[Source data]
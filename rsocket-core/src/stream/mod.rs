//! Interaction-model state machines.
//!
//! Every stream tracks two completion flags, one per direction. The
//! multiplexer releases a stream's registry entry as soon as
//! [`StreamHandler::is_terminated`] reports both directions done.

mod fire_and_forget;
mod request_channel;
mod request_response;
mod request_stream;

pub(crate) use fire_and_forget::{FireAndForgetRequester, FireAndForgetResponder};
pub(crate) use request_channel::{RequestChannelRequester, RequestChannelResponder};
pub(crate) use request_response::{RequestResponseRequester, RequestResponseResponder};
pub(crate) use request_stream::{RequestStreamRequester, RequestStreamResponder};

use crate::error::RSocketError;
use crate::fragmenter::{fragment, fragment_with_request_n, is_fragmentable};
use crate::signal::StreamSignal;
use bytes::Bytes;
use rsocket_protocol::{Flags, Frame, FrameType, Payload, MAX_REQUEST_N};
use std::collections::VecDeque;
use tracing::trace;

/// Outbound side of the connection as seen by one stream.
pub(crate) struct StreamContext<'a> {
    frames: &'a mut VecDeque<Frame>,
    fragment_size: usize,
}

impl<'a> StreamContext<'a> {
    pub(crate) fn new(frames: &'a mut VecDeque<Frame>, fragment_size: usize) -> Self {
        Self {
            frames,
            fragment_size,
        }
    }

    pub(crate) fn send(&mut self, frame: Frame) {
        trace!(
            stream_id = frame.stream_id,
            frame_type = %frame.frame_type(),
            flags = frame.flags.bits(),
            "queue frame"
        );
        self.frames.push_back(frame);
    }

    /// Sends a request-initiating frame, fragmenting it when it is too large.
    pub(crate) fn send_request(
        &mut self,
        stream_id: u32,
        frame_type: FrameType,
        payload: Payload,
        initial_request_n: u32,
        is_complete: bool,
    ) {
        if is_fragmentable(&payload, self.fragment_size, frame_type) {
            let fragments = fragment_with_request_n(
                stream_id,
                payload,
                self.fragment_size,
                frame_type,
                initial_request_n,
                is_complete,
            );
            for frame in fragments {
                self.send(frame);
            }
        } else {
            let flags = Flags::NONE.with_if(Flags::COMPLETE, is_complete);
            self.send(Frame::request(
                frame_type,
                stream_id,
                payload,
                initial_request_n,
                flags,
            ));
        }
    }

    /// Sends one NEXT item, fragmenting it when it is too large.
    pub(crate) fn send_next(&mut self, stream_id: u32, payload: Payload, is_complete: bool) {
        if is_fragmentable(&payload, self.fragment_size, FrameType::Payload) {
            let fragments = fragment(
                stream_id,
                payload,
                self.fragment_size,
                FrameType::Payload,
                is_complete,
            );
            for frame in fragments {
                self.send(frame);
            }
        } else {
            let flags = Flags::NEXT.with_if(Flags::COMPLETE, is_complete);
            self.send(Frame::payload(stream_id, payload, flags));
        }
    }

    pub(crate) fn send_complete(&mut self, stream_id: u32) {
        self.send(Frame::complete(stream_id));
    }

    pub(crate) fn send_error(&mut self, stream_id: u32, error: &RSocketError) {
        self.send(error.to_frame(stream_id));
    }

    pub(crate) fn send_cancel(&mut self, stream_id: u32) {
        self.send(Frame::cancel(stream_id));
    }

    pub(crate) fn send_request_n(&mut self, stream_id: u32, n: u32) {
        self.send(Frame::request_n(stream_id, n));
    }

    pub(crate) fn send_extension(&mut self, stream_id: u32, extension: PendingExtension) {
        self.send(Frame::ext(
            stream_id,
            extension.extended_type,
            extension.content,
            extension.can_be_ignored,
        ));
    }
}

/// One interaction-model state machine, requester or responder side.
pub(crate) trait StreamHandler: Send {
    fn stream_id(&self) -> Option<u32>;

    /// Name of the interaction model, for logging.
    fn kind(&self) -> &'static str;

    /// Assigns a stream ID to a pending requester and sends the initiating
    /// frame. Returns false if the requester was cancelled meanwhile.
    fn handle_ready(&mut self, _stream_id: u32, _ctx: &mut StreamContext<'_>) -> bool {
        false
    }

    fn handle_frame(&mut self, frame: Frame, ctx: &mut StreamContext<'_>);

    fn handle_signal(&mut self, signal: StreamSignal, ctx: &mut StreamContext<'_>);

    /// Terminates the stream without any frame exchange. `None` means a
    /// clean shutdown.
    fn close(&mut self, error: Option<RSocketError>);

    /// True once both directions are done.
    fn is_terminated(&self) -> bool;
}

/// Lifecycle of a locally-initiated stream.
#[derive(Debug, Clone, Copy, PartialEq, Eq)]
pub(crate) enum Phase {
    /// Waiting for a stream ID. Holds the demand accumulated so far.
    Pending { initial_request_n: u32 },
    Active { stream_id: u32 },
}

impl Phase {
    pub(crate) fn stream_id(&self) -> Option<u32> {
        match self {
            Phase::Pending { .. } => None,
            Phase::Active { stream_id } => Some(*stream_id),
        }
    }
}

/// EXT frame content waiting to be sent.
#[derive(Debug, Clone, PartialEq, Eq)]
pub(crate) struct PendingExtension {
    pub(crate) extended_type: u32,
    pub(crate) content: Bytes,
    pub(crate) can_be_ignored: bool,
}

/// Adds demand, treating anything at or above `MAX_REQUEST_N` as unbounded.
pub(crate) fn add_demand(current: u32, n: u32) -> u32 {
    current.saturating_add(n).min(MAX_REQUEST_N)
}

/// Credit-gated buffer for the outbound items of a stream.
#[derive(Debug)]
pub(crate) struct OutboundFlow {
    credit: u32,
    queue: VecDeque<Payload>,
    completing: bool,
}

impl OutboundFlow {
    pub(crate) fn new(initial_credit: u32) -> Self {
        Self {
            credit: initial_credit.min(MAX_REQUEST_N),
            queue: VecDeque::new(),
            completing: false,
        }
    }

    #[cfg(test)]
    pub(crate) fn credit(&self) -> u32 {
        self.credit
    }

    #[cfg(test)]
    pub(crate) fn queued(&self) -> usize {
        self.queue.len()
    }

    pub(crate) fn is_unbounded(&self) -> bool {
        self.credit == MAX_REQUEST_N
    }

    /// Adds demand granted by the peer.
    pub(crate) fn grant(&mut self, n: u32) {
        self.credit = add_demand(self.credit, n);
    }

    /// Queues an item. Call [`drain`](Self::drain) to release what credit
    /// allows.
    pub(crate) fn push(&mut self, payload: Payload, complete: bool) {
        self.queue.push_back(payload);
        if complete {
            self.completing = true;
        }
    }

    /// Requests completion. Returns true if a bare COMPLETE can go out now;
    /// otherwise completion rides on the last queued item.
    pub(crate) fn complete(&mut self) -> bool {
        if self.queue.is_empty() {
            true
        } else {
            self.completing = true;
            false
        }
    }

    /// True once completion was requested, even if items are still queued.
    pub(crate) fn is_completing(&self) -> bool {
        self.completing
    }

    /// True once completion was requested and every item has been released.
    pub(crate) fn is_finished(&self) -> bool {
        self.completing && self.queue.is_empty()
    }

    /// Releases as many items as credit allows, each paired with whether it
    /// carries COMPLETE.
    pub(crate) fn drain(&mut self) -> Vec<(Payload, bool)> {
        let mut ready = Vec::new();
        while self.credit > 0 {
            let Some(payload) = self.queue.pop_front() else {
                break;
            };
            if !self.is_unbounded() {
                self.credit -= 1;
            }
            let last = self.completing && self.queue.is_empty();
            ready.push((payload, last));
        }
        ready
    }

    /// Drops queued items and any pending completion.
    pub(crate) fn clear(&mut self) {
        self.queue.clear();
        self.completing = false;
    }
}

#[cfg(test)]
mod tests {
    use super::*;
    use proptest::prelude::*;

    #[test]
    fn test_flow_holds_items_beyond_credit() {
        let mut flow = OutboundFlow::new(2);
        flow.push(Payload::from_data("1"), false);
        flow.push(Payload::from_data("2"), false);
        flow.push(Payload::from_data("3"), true);

        let ready = flow.drain();
        assert_eq!(ready.len(), 2);
        assert!(ready.iter().all(|(_, complete)| !complete));
        assert_eq!(flow.credit(), 0);
        assert_eq!(flow.queued(), 1);
        assert!(!flow.is_finished());

        flow.grant(1);
        let ready = flow.drain();
        assert_eq!(ready, vec![(Payload::from_data("3"), true)]);
        assert!(flow.is_finished());
    }

    #[test]
    fn test_flow_deferred_complete_fuses_onto_last_item() {
        let mut flow = OutboundFlow::new(0);
        flow.push(Payload::from_data("a"), false);
        assert!(!flow.complete());
        assert!(flow.drain().is_empty());

        flow.grant(5);
        assert_eq!(flow.drain(), vec![(Payload::from_data("a"), true)]);
        assert_eq!(flow.credit(), 4);
    }

    #[test]
    fn test_flow_bare_complete_when_idle() {
        let mut flow = OutboundFlow::new(1);
        assert!(flow.complete());
    }

    #[test]
    fn test_flow_unbounded_credit_never_decrements() {
        let mut flow = OutboundFlow::new(MAX_REQUEST_N);
        assert!(flow.is_unbounded());
        for i in 0..10 {
            flow.push(Payload::from_data(format!("{i}")), false);
        }
        assert_eq!(flow.drain().len(), 10);
        assert!(flow.is_unbounded());
    }

    #[test]
    fn test_demand_saturates() {
        assert_eq!(add_demand(1, 2), 3);
        assert_eq!(add_demand(MAX_REQUEST_N - 1, 5), MAX_REQUEST_N);
        assert_eq!(add_demand(u32::MAX, u32::MAX), MAX_REQUEST_N);

        let mut flow = OutboundFlow::new(10);
        flow.grant(u32::MAX);
        assert!(flow.is_unbounded());
    }

    #[test]
    fn test_flow_clear() {
        let mut flow = OutboundFlow::new(0);
        flow.push(Payload::from_data("x"), true);
        flow.clear();
        assert_eq!(flow.queued(), 0);
        assert!(!flow.is_finished());
    }

    proptest! {
        #[test]
        fn prop_flow_never_exceeds_granted_demand(
            initial in 0u32..8,
            ops in proptest::collection::vec((any::<bool>(), 0u32..8), 1..128)
        ) {
            let mut flow = OutboundFlow::new(initial);
            let mut granted = u64::from(initial);
            let mut pushed = 0u64;
            let mut emitted = 0u64;
            for (is_grant, n) in ops {
                if is_grant {
                    flow.grant(n);
                    granted += u64::from(n);
                } else {
                    flow.push(Payload::from_data(pushed.to_string()), false);
                    pushed += 1;
                }
                for (payload, _) in flow.drain() {
                    let expected = emitted.to_string();
                    prop_assert_eq!(payload.data_utf8(), Some(expected.as_str()));
                    emitted += 1;
                }
                prop_assert!(emitted <= granted);
                prop_assert_eq!(emitted, pushed.min(granted));
            }
        }
    }
}
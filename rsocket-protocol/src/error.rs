//! Protocol error types and error codes.

use std::fmt;
use thiserror::Error;

/// Errors that can occur while encoding or decoding frames.
#[derive(Debug, Error)]
pub enum ProtocolError {
    #[error("incomplete frame: need {needed} more bytes")]
    IncompleteFrame { needed: usize },

    #[error("unknown frame type: {0:#x}")]
    UnknownFrameType(u8),

    #[error("invalid stream id: {0:#x}")]
    InvalidStreamId(u32),

    #[error("frame too large: {size} bytes (max {max})")]
    FrameTooLarge { size: usize, max: usize },

    #[error("metadata too large: {0} bytes")]
    MetadataTooLarge(usize),

    #[error("MIME type too long: {0} bytes")]
    MimeTypeTooLong(usize),

    #[error("resume token too long: {0} bytes")]
    ResumeTokenTooLong(usize),

    #[error("invalid UTF-8 in {0}")]
    InvalidUtf8(&'static str),

    #[error("I/O error: {0}")]
    Io(#[from] std::io::Error),
}

/// Error codes carried by ERROR frames.
///
/// Codes in the connection range terminate the whole connection and are only
/// valid on stream 0; the others terminate a single stream.
#[derive(Debug, Clone, Copy, PartialEq, Eq, Hash)]
pub enum ErrorCode {
    // Connection errors
    InvalidSetup,
    UnsupportedSetup,
    RejectedSetup,
    RejectedResume,
    ConnectionError,
    ConnectionClose,

    // Stream errors
    ApplicationError,
    Rejected,
    Canceled,
    Invalid,

    /// Application-defined code, propagated unchanged.
    Custom(u32),
}

impl ErrorCode {
    /// Maps a wire value to an error code.
    pub fn from_u32(code: u32) -> Self {
        match code {
            0x0000_0001 => ErrorCode::InvalidSetup,
            0x0000_0002 => ErrorCode::UnsupportedSetup,
            0x0000_0003 => ErrorCode::RejectedSetup,
            0x0000_0004 => ErrorCode::RejectedResume,
            0x0000_0101 => ErrorCode::ConnectionError,
            0x0000_0102 => ErrorCode::ConnectionClose,
            0x0000_0201 => ErrorCode::ApplicationError,
            0x0000_0202 => ErrorCode::Rejected,
            0x0000_0203 => ErrorCode::Canceled,
            0x0000_0204 => ErrorCode::Invalid,
            other => ErrorCode::Custom(other),
        }
    }

    /// Returns the wire value of this code.
    pub fn as_u32(&self) -> u32 {
        match self {
            ErrorCode::InvalidSetup => 0x0000_0001,
            ErrorCode::UnsupportedSetup => 0x0000_0002,
            ErrorCode::RejectedSetup => 0x0000_0003,
            ErrorCode::RejectedResume => 0x0000_0004,
            ErrorCode::ConnectionError => 0x0000_0101,
            ErrorCode::ConnectionClose => 0x0000_0102,
            ErrorCode::ApplicationError => 0x0000_0201,
            ErrorCode::Rejected => 0x0000_0202,
            ErrorCode::Canceled => 0x0000_0203,
            ErrorCode::Invalid => 0x0000_0204,
            ErrorCode::Custom(code) => *code,
        }
    }

    /// Returns whether this code terminates the connection rather than a stream.
    pub fn is_connection_error(&self) -> bool {
        matches!(
            self,
            ErrorCode::InvalidSetup
                | ErrorCode::UnsupportedSetup
                | ErrorCode::RejectedSetup
                | ErrorCode::RejectedResume
                | ErrorCode::ConnectionError
                | ErrorCode::ConnectionClose
        )
    }
}

impl fmt::Display for ErrorCode {
    fn fmt(&self, f: &mut fmt::Formatter<'_>) -> fmt::Result {
        match self {
            ErrorCode::InvalidSetup => write!(f, "INVALID_SETUP"),
            ErrorCode::UnsupportedSetup => write!(f, "UNSUPPORTED_SETUP"),
            ErrorCode::RejectedSetup => write!(f, "REJECTED_SETUP"),
            ErrorCode::RejectedResume => write!(f, "REJECTED_RESUME"),
            ErrorCode::ConnectionError => write!(f, "CONNECTION_ERROR"),
            ErrorCode::ConnectionClose => write!(f, "CONNECTION_CLOSE"),
            ErrorCode::ApplicationError => write!(f, "APPLICATION_ERROR"),
            ErrorCode::Rejected => write!(f, "REJECTED"),
            ErrorCode::Canceled => write!(f, "CANCELED"),
            ErrorCode::Invalid => write!(f, "INVALID"),
            ErrorCode::Custom(code) => write!(f, "CUSTOM({code:#x})"),
        }
    }
}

● WHAT TO WORK ON
Among the records, count every line where "fragmenting" appears. Reply with the total alone.

● THE COMPLETED TASK
2